01
The only gay bar in Helsinki is in a mall.
Third floor, past the food court,
as if desire required escalators.
02
We weren't speaking—
you and I, not Robyn.
Robyn was there.
Robyn held my coat
like a witness holds a jacket
while the defendant becomes weather.
03
Her Doc Martens still reek of milkshake
from the Burger King I don't remember buying.

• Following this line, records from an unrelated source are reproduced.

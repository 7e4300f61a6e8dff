use async_trait::async_trait;
use dashmap::{DashMap, DashSet};
use serde::{Deserialize, Serialize};
use std::sync::atomic::{AtomicBool, AtomicUsize, Ordering};
use std::sync::{Arc, Weak};

use super::{GroupId, LogEntry, RaftError, RaftGroup, Result as RaftResult};

#[derive(Clone, Debug, Serialize, Deserialize)]
pub struct AppendEntriesRequest {
    pub term: u64,
    pub leader_id: u64,
    pub prev_log_index: u64,
    pub prev_log_term: u64,
    pub entries: Vec<LogEntry>,
    pub leader_commit: u64,
}

#[derive(Clone, Debug, Serialize, Deserialize)]
pub struct AppendEntriesResponse {
    pub term: u64,
    pub success: bool,
    pub match_index: u64,
    /// First index the leader should retry from, 0 if unknown
    pub conflict_index: u64,
}

#[derive(Clone, Debug, Serialize, Deserialize)]
pub struct RequestVoteRequest {
    pub term: u64,
    pub candidate_id: u64,
    pub last_log_index: u64,
    pub last_log_term: u64,
}

#[derive(Clone, Debug, Serialize, Deserialize)]
pub struct RequestVoteResponse {
    pub term: u64,
    pub vote_granted: bool,
}

/// Peer messaging for one raft group.
#[async_trait]
pub trait RaftTransport: Send + Sync {
    async fn send_append_entries(
        &self,
        target: u64,
        req: AppendEntriesRequest,
    ) -> RaftResult<AppendEntriesResponse>;

    async fn send_request_vote(
        &self,
        target: u64,
        req: RequestVoteRequest,
    ) -> RaftResult<RequestVoteResponse>;
}

#[derive(Default)]
struct LocalNetwork {
    nodes: DashMap<u64, Weak<RaftGroup>>,
    isolated: DashSet<u64>,
}

/// In-process transport that delivers requests by calling the target group directly.
///
/// All groups registered on clones of one `LocalTransport` can reach each other.
/// Isolating a node cuts every message to or from it, which is enough to simulate
/// a partitioned leader or a crashed follower.
#[derive(Clone, Default)]
pub struct LocalTransport {
    network: Arc<LocalNetwork>,
}

impl LocalTransport {
    pub fn new() -> Self {
        Self::default()
    }

    pub fn register(&self, node_id: u64, group: &Arc<RaftGroup>) {
        self.network.nodes.insert(node_id, Arc::downgrade(group));
    }

    pub fn deregister(&self, node_id: u64) {
        self.network.nodes.remove(&node_id);
    }

    pub fn isolate(&self, node_id: u64) {
        self.network.isolated.insert(node_id);
    }

    pub fn heal(&self, node_id: u64) {
        self.network.isolated.remove(&node_id);
    }

    fn route(&self, from: u64, target: u64) -> RaftResult<Arc<RaftGroup>> {
        if self.network.isolated.contains(&from) || self.network.isolated.contains(&target) {
            return Err(RaftError::TransportError(format!(
                "Peer {} unreachable from {}",
                target, from
            )));
        }

        self.network
            .nodes
            .get(&target)
            .and_then(|node| node.upgrade())
            .ok_or_else(|| RaftError::TransportError(format!("Peer {} not found", target)))
    }
}

#[async_trait]
impl RaftTransport for LocalTransport {
    async fn send_append_entries(
        &self,
        target: u64,
        req: AppendEntriesRequest,
    ) -> RaftResult<AppendEntriesResponse> {
        let node = self.route(req.leader_id, target)?;
        Ok(node.handle_append_entries(req).await)
    }

    async fn send_request_vote(
        &self,
        target: u64,
        req: RequestVoteRequest,
    ) -> RaftResult<RequestVoteResponse> {
        let node = self.route(req.candidate_id, target)?;
        Ok(node.handle_request_vote(req).await)
    }
}

/// Registry of per-group [`LocalTransport`] networks.
///
/// Every server of one process shares a `LocalCluster`; replicas of the same group
/// find each other through the network registered under that group's name.
#[derive(Clone, Default)]
pub struct LocalCluster {
    networks: Arc<DashMap<GroupId, LocalTransport>>,
}

impl LocalCluster {
    pub fn new() -> Self {
        Self::default()
    }

    /// The network of `group`, created on first use.
    pub fn transport(&self, group: &GroupId) -> LocalTransport {
        self.networks.entry(group.clone()).or_default().clone()
    }

    /// Cuts `node_id` off in every group.
    pub fn isolate(&self, node_id: u64) {
        for network in self.networks.iter() {
            network.isolate(node_id);
        }
    }

    pub fn heal(&self, node_id: u64) {
        for network in self.networks.iter() {
            network.heal(node_id);
        }
    }
}

/// Transport for testing: acknowledges everything or nothing.
pub struct MockTransport {
    reachable: AtomicBool,
    sent: AtomicUsize,
    /// Requests left before the transport goes down; `usize::MAX` is unlimited.
    budget: AtomicUsize,
}

impl MockTransport {
    pub fn new() -> Self {
        Self {
            reachable: AtomicBool::new(true),
            sent: AtomicUsize::new(0),
            budget: AtomicUsize::new(usize::MAX),
        }
    }

    /// A transport on which every peer is down.
    pub fn unreachable() -> Self {
        let transport = Self::new();
        transport.set_reachable(false);
        transport
    }

    pub fn set_reachable(&self, reachable: bool) {
        self.budget.store(usize::MAX, Ordering::SeqCst);
        self.reachable.store(reachable, Ordering::SeqCst);
    }

    /// Delivers the next `requests` requests, then behaves as unreachable.
    pub fn fail_after(&self, requests: usize) {
        self.reachable.store(true, Ordering::SeqCst);
        self.budget.store(requests, Ordering::SeqCst);
    }

    /// Number of requests attempted so far.
    pub fn sent(&self) -> usize {
        self.sent.load(Ordering::SeqCst)
    }

    fn check(&self, target: u64) -> RaftResult<()> {
        self.sent.fetch_add(1, Ordering::SeqCst);
        let delivered = self.reachable.load(Ordering::SeqCst)
            && self
                .budget
                .fetch_update(Ordering::SeqCst, Ordering::SeqCst, |left| match left {
                    usize::MAX => Some(left),
                    0 => None,
                    left => Some(left - 1),
                })
                .is_ok();
        if delivered {
            Ok(())
        } else {
            Err(RaftError::TransportError(format!("Peer {} unreachable", target)))
        }
    }
}

impl Default for MockTransport {
    fn default() -> Self {
        Self::new()
    }
}

#[async_trait]
impl RaftTransport for MockTransport {
    async fn send_append_entries(
        &self,
        target: u64,
        req: AppendEntriesRequest,
    ) -> RaftResult<AppendEntriesResponse> {
        self.check(target)?;
        Ok(AppendEntriesResponse {
            term: req.term,
            success: true,
            match_index: req.prev_log_index + req.entries.len() as u64,
            conflict_index: 0,
        })
    }

    async fn send_request_vote(
        &self,
        target: u64,
        req: RequestVoteRequest,
    ) -> RaftResult<RequestVoteResponse> {
        self.check(target)?;
        Ok(RequestVoteResponse {
            term: req.term,
            vote_granted: true,
        })
    }
}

That's how the night starts:
a purchase without a purchaser,
evidence already forming
without my consent.
04
A Finnish woman poured her drink on my head.
Gaga singing Abracadabra—
the cheap theology
of making something appear
by naming it.
05
I bent like I was praying.
I don't remember the bending.
06
But I have the video:
two Germans sent it the next day,
a file from strangers
like a lab result I didn't order.
07
Subject remained a body.
Subject capable of staying.
08
In the footage I am laughing.
In the footage I let her.
The drink hits and I keep dancing,
I keep dancing after,
as if the instructions finally made sense
by disappearing.
09
I want to call it cleansing.
I can't.
It's a mall.
The baptism is beer.
No one is being saved—
only rerouted.
10
Later, apparently:
the fanciest hotel in Helsinki,
Robyn's shoes filling with vanilla,
my hands doing something
my mind had already left.
11
I don't remember the liquid.
I don't remember the joy.
I remember the silence
sitting in my chest like a stone
I carried through the food court,
up the escalator,
past the kiosk selling phone cases
for phones that keep vibrating anyway.
12
Robyn's boots still smell like milk.
The Germans still have the video.
You still weren't speaking to me.
13
Somewhere in the gap
between what I remember
and what I was,
a stranger cleaned me
in a language I didn't ask for.
14
I said yes with a body I wasn't using.
I said yes the way weather says yes—
not as agreement,
just as what happens
when you stop resisting passage.
15
It wasn't redemption.
It was contact.
Unsponsored. Improper.
16
Enough—not as cure,
as proof.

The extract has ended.